Billiard Halls

Banner photo is of the exterior of the Orr Bros Billiard Academy, circa 1913, from the City of Toronto Archives.

Growing up, I had an oddball idea of adulthood – though I suppose most kids do.  As I’ve mentioned here before, I’d steeped myself in old detective novels and film noir movies as a kid and they’d given me a kind of skewed idea of what passed for a good time once you’d shed your teens.  As a result, I thought there’d be a lot of drinking Manhattans and hanging out in pool halls.  Of course, it’s not impossible that there are people out there that do these things regularly, but it’s probably a good deal less common today than I’d expected it’d be.

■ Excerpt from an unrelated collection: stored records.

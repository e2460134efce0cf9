//! Core foundations
//!
//! Error handling and configuration shared by every other module.

pub mod config;
pub mod error;

// Re-export commonly used items
pub use config::{CodecConfig, Config, FsLayout, LoggingConfig};
pub use error::{Error, GraphError, Result, SerializationError, TypeSystemError};
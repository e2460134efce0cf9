//! JSON exchange format for whole graphs.
//!
//! The payload holds a `%TYPES` section (optional), every record under
//! `%FEATURE_STRUCTURES` and index membership under `%VIEWS`. Reading is
//! all-or-nothing: the payload is loaded into an empty graph bound to the
//! target's type system, which replaces the target only once everything,
//! references and indexes included, has been read.

mod deserializer;
pub mod names;
mod serializer;

use crate::cas::Cas;
use crate::core::config::CodecConfig;
use crate::core::error::{Result, SerializationError};
use crate::system::metrics::{Metrics, Timer};
use std::io::{Read, Write};
use tracing::debug;

/// Serializer and deserializer for the JSON exchange format
#[derive(Debug, Clone, Default)]
pub struct JsonCasCodec {
    config: CodecConfig,
}

impl JsonCasCodec {
    /// Create a codec with the given settings
    pub fn new(config: CodecConfig) -> Self {
        Self { config }
    }

    /// Codec settings
    pub fn config(&self) -> &CodecConfig {
        &self.config
    }

    /// Build the payload as a JSON value
    pub fn to_value(&self, cas: &Cas) -> Result<serde_json::Value> {
        serializer::write(cas, &self.config)
    }

    /// Serialize a graph to a string
    pub fn serialize(&self, cas: &Cas) -> Result<String> {
        let timer = Timer::start(Metrics::global().codec.duration.clone());
        let payload = self.to_value(cas)?;
        let text = if self.config.pretty {
            serde_json::to_string_pretty(&payload)
        } else {
            serde_json::to_string(&payload)
        }
        .map_err(SerializationError::from)?;

        Metrics::global().codec.payloads_serialized.inc();
        timer.finish();
        debug!(records = cas.len(), bytes = text.len(), "graph serialized");
        Ok(text)
    }

    /// Serialize a graph into a writer
    pub fn serialize_to_writer<W: Write>(&self, cas: &Cas, mut writer: W) -> Result<()> {
        let timer = Timer::start(Metrics::global().codec.duration.clone());
        let payload = self.to_value(cas)?;
        if self.config.pretty {
            serde_json::to_writer_pretty(&mut writer, &payload)
        } else {
            serde_json::to_writer(&mut writer, &payload)
        }
        .map_err(SerializationError::from)?;
        writer.flush()?;

        Metrics::global().codec.payloads_serialized.inc();
        timer.finish();
        debug!(records = cas.len(), "graph serialized to writer");
        Ok(())
    }

    /// Replace the content of `cas` with the graph in `payload`.
    ///
    /// On error `cas` is left exactly as it was.
    pub fn deserialize(&self, cas: &mut Cas, payload: &str) -> Result<()> {
        let parsed: Result<serde_json::Value> =
            serde_json::from_str(payload).map_err(|e| SerializationError::Json(e).into());
        self.load(cas, parsed)
    }

    /// [`deserialize`](Self::deserialize) from a reader
    pub fn deserialize_from_reader<R: Read>(&self, cas: &mut Cas, reader: R) -> Result<()> {
        let parsed: Result<serde_json::Value> =
            serde_json::from_reader(reader).map_err(|e| SerializationError::Json(e).into());
        self.load(cas, parsed)
    }

    /// [`deserialize`](Self::deserialize) from an already parsed value
    pub fn deserialize_value(&self, cas: &mut Cas, payload: serde_json::Value) -> Result<()> {
        self.load(cas, Ok(payload))
    }

    fn load(&self, cas: &mut Cas, parsed: Result<serde_json::Value>) -> Result<()> {
        let metrics = &Metrics::global().codec;
        let timer = Timer::start(metrics.duration.clone());

        let mut fresh = cas.new_instance();
        let outcome = parsed.and_then(|payload| deserializer::read(&mut fresh, payload));
        timer.finish();

        match outcome {
            Ok(()) => {
                *cas = fresh;
                metrics.payloads_deserialized.inc();
                debug!(records = cas.len(), views = cas.views().count(), "graph deserialized");
                Ok(())
            }
            Err(e) => {
                metrics.deserialize_failures.inc();
                debug!(error = %e, "payload rejected");
                Err(e)
            }
        }
    }
}

#[cfg(test)]
mod tests {
    use super::*;
    use crate::cas::tests::sample_type_system;
    use crate::core::error::Error;
    use crate::types::builtin::INITIAL_VIEW_NAME;

    #[test]
    fn test_round_trip_through_writer() {
        let mut cas = Cas::new(sample_type_system()).unwrap();
        cas.set_document_text(INITIAL_VIEW_NAME, "Hello world").unwrap();
        let token = cas.type_system().type_by_name("example.Token").unwrap();
        let id = cas.create_instance(token).unwrap();
        cas.set_value(id, "end", 5).unwrap();
        cas.set_value(id, "pos", "UH").unwrap();
        cas.add_to_indexes(id, INITIAL_VIEW_NAME).unwrap();

        let codec = JsonCasCodec::new(CodecConfig {
            pretty: true,
            ..CodecConfig::default()
        });
        let mut buffer = Vec::new();
        codec.serialize_to_writer(&cas, &mut buffer).unwrap();

        let mut copy = cas.new_instance();
        codec.deserialize_from_reader(&mut copy, buffer.as_slice()).unwrap();
        let tokens = copy.select(INITIAL_VIEW_NAME, token);
        assert_eq!(tokens.len(), 1);
        assert_eq!(copy.covered_text(tokens[0]).unwrap(), "Hello");
        assert_eq!(copy.get_value(tokens[0], "pos").unwrap().as_str(), Some("UH"));
    }

    #[test]
    fn test_syntax_error_leaves_target() {
        let mut cas = Cas::new(sample_type_system()).unwrap();
        cas.set_document_text(INITIAL_VIEW_NAME, "kept").unwrap();
        let before = cas.len();

        let err = JsonCasCodec::default().deserialize(&mut cas, "{ not json").unwrap_err();
        assert!(matches!(err, Error::Serialization(SerializationError::Json(_))));
        assert_eq!(cas.len(), before);
        assert_eq!(cas.document_text(INITIAL_VIEW_NAME), Some("kept"));
    }

    #[test]
    fn test_deserialize_replaces_content() {
        let mut source = Cas::new(sample_type_system()).unwrap();
        source.set_document_text(INITIAL_VIEW_NAME, "new").unwrap();
        let codec = JsonCasCodec::default();
        let payload = codec.serialize(&source).unwrap();

        let mut target = source.new_instance();
        target.set_document_text(INITIAL_VIEW_NAME, "old text").unwrap();
        target.create_view("scratch");
        codec.deserialize(&mut target, &payload).unwrap();

        assert_eq!(target.document_text(INITIAL_VIEW_NAME), Some("new"));
        assert!(target.view("scratch").is_none());
    }
}
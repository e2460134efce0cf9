//! Views ("subjects of analysis")

use crate::index::IndexRepository;
use crate::types::FsId;

/// Named partition of a graph with its own sofa record and index
#[derive(Clone, Debug)]
pub struct View {
    pub(crate) name: String,
    pub(crate) sofa: FsId,
    pub(crate) sofa_num: i32,
    /// Text length in code points, `None` while the view has no text
    pub(crate) text_len: Option<usize>,
    pub(crate) document_annotation: Option<FsId>,
    pub(crate) index: IndexRepository,
}

impl View {
    pub(crate) fn new(name: &str, sofa: FsId, sofa_num: i32) -> Self {
        Self {
            name: name.to_string(),
            sofa,
            sofa_num,
            text_len: None,
            document_annotation: None,
            index: IndexRepository::new(),
        }
    }

    /// View name (the sofa id)
    pub fn name(&self) -> &str {
        &self.name
    }

    /// Sofa record owned by this view
    pub fn sofa(&self) -> FsId {
        self.sofa
    }

    /// Sofa number, assigned in view creation order from 1
    pub fn sofa_num(&self) -> i32 {
        self.sofa_num
    }

    /// Length of the document text in code points
    pub fn text_len(&self) -> Option<usize> {
        self.text_len
    }

    /// Primary document annotation, if one exists and is still indexed
    pub fn document_annotation(&self) -> Option<FsId> {
        self.document_annotation
            .filter(|id| self.index.contains(*id))
    }

    /// Index repository of this view
    pub fn index(&self) -> &IndexRepository {
        &self.index
    }

    /// Number of indexed records
    pub fn len(&self) -> usize {
        self.index.len()
    }

    /// True if nothing is indexed in this view
    pub fn is_empty(&self) -> bool {
        self.index.is_empty()
    }

    /// True if `id` is indexed in this view
    pub fn contains(&self, id: FsId) -> bool {
        self.index.contains(id)
    }
}
//! Type system, value model and identifiers
//!
//! Everything a graph needs to know about the shape of its records.

/// Identifier types
pub mod ids;
/// Built-in type and feature names
pub mod builtin;
/// Types, features and subsumption
pub mod type_system;
/// Feature values and array payloads
pub mod value;

pub use ids::FsId;
pub use type_system::{ArrayKind, Feature, FeatureDecl, PrimitiveKind, TypeId, TypeKind, TypeSystem};
pub use value::{ArrayData, Value};
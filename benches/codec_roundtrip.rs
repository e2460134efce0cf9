use cas_graph::types::builtin::{ANNOTATION, INITIAL_VIEW_NAME, STRING};
use cas_graph::{Cas, JsonCasCodec, Span, TypeSystem};
use criterion::{black_box, criterion_group, criterion_main, Criterion};
use std::sync::Arc;

fn build_graph(tokens: i32) -> Cas {
    let mut ts = TypeSystem::new();
    let token = ts.add_type("bench.Token", ANNOTATION).unwrap();
    ts.add_feature(token, "pos", STRING).unwrap();
    ts.add_feature(token, "next", token).unwrap();
    ts.commit().unwrap();

    let mut cas = Cas::new(Arc::new(ts)).unwrap();
    cas.set_document_text(INITIAL_VIEW_NAME, &"word ".repeat(tokens as usize)).unwrap();
    let mut previous = None;
    for i in 0..tokens {
        let id = cas.create_instance(token).unwrap();
        cas.set_span(id, Span::new(i * 5, i * 5 + 4)).unwrap();
        cas.set_value(id, "pos", "NN").unwrap();
        cas.add_to_indexes(id, INITIAL_VIEW_NAME).unwrap();
        if let Some(prev) = previous {
            cas.set_value(prev, "next", id).unwrap();
        }
        previous = Some(id);
    }
    cas
}

fn codec_roundtrip(c: &mut Criterion) {
    let cas = build_graph(5_000);
    let codec = JsonCasCodec::default();
    let payload = codec.serialize(&cas).unwrap();

    c.bench_function("serialize_5k_tokens", |b| {
        b.iter(|| black_box(codec.serialize(&cas).unwrap().len()))
    });
    c.bench_function("deserialize_5k_tokens", |b| {
        b.iter(|| {
            let mut target = cas.new_instance();
            codec.deserialize(&mut target, &payload).unwrap();
            black_box(target.len())
        })
    });
}

criterion_group!(benches, codec_roundtrip);
criterion_main!(benches);
//! System utilities and monitoring
//!
//! This module contains process-wide metrics shared by every graph.

pub mod metrics;

pub use metrics::{gather, Metrics, Timer};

Of course, strictly speaking, drinking Manhattans is the only thing you have to be an adult to do.  And as a kid, I guess I believed the same was true of pool because I thought it was only ever played in smoky, poorly lit bars. The first I learned otherwise was when, at 13 or 14, I spent a week at a friend’s grandparents’ place in Cape Cod that had a pool table.  As I picked up a cue for the first time I thought “This is ok? I’m allowed to do this?”

But in a way, my sense that pool was a vaguely-taboo, adult-thing wasn’t too wrong. Back home in Toronto, there were few spots where an innocent teen might go to play. More often than not, tables were found in dark bars, governed over by a band of regulars that made you feel like you’d crashed their private club.  And for the most part, historically speaking, it’d always been this way.

It’s difficult to pin down the exact date that the game of billiards came to Toronto – I’d imagine it was hot on the heels of the establishment of the garrison at Fort York in the 1790s – but, thanks to the government’s zest for being paid duties, we know that there were a number of billiard tables in the city by 1810:

From the second session of the fifth Provincial Parliament, March 1810.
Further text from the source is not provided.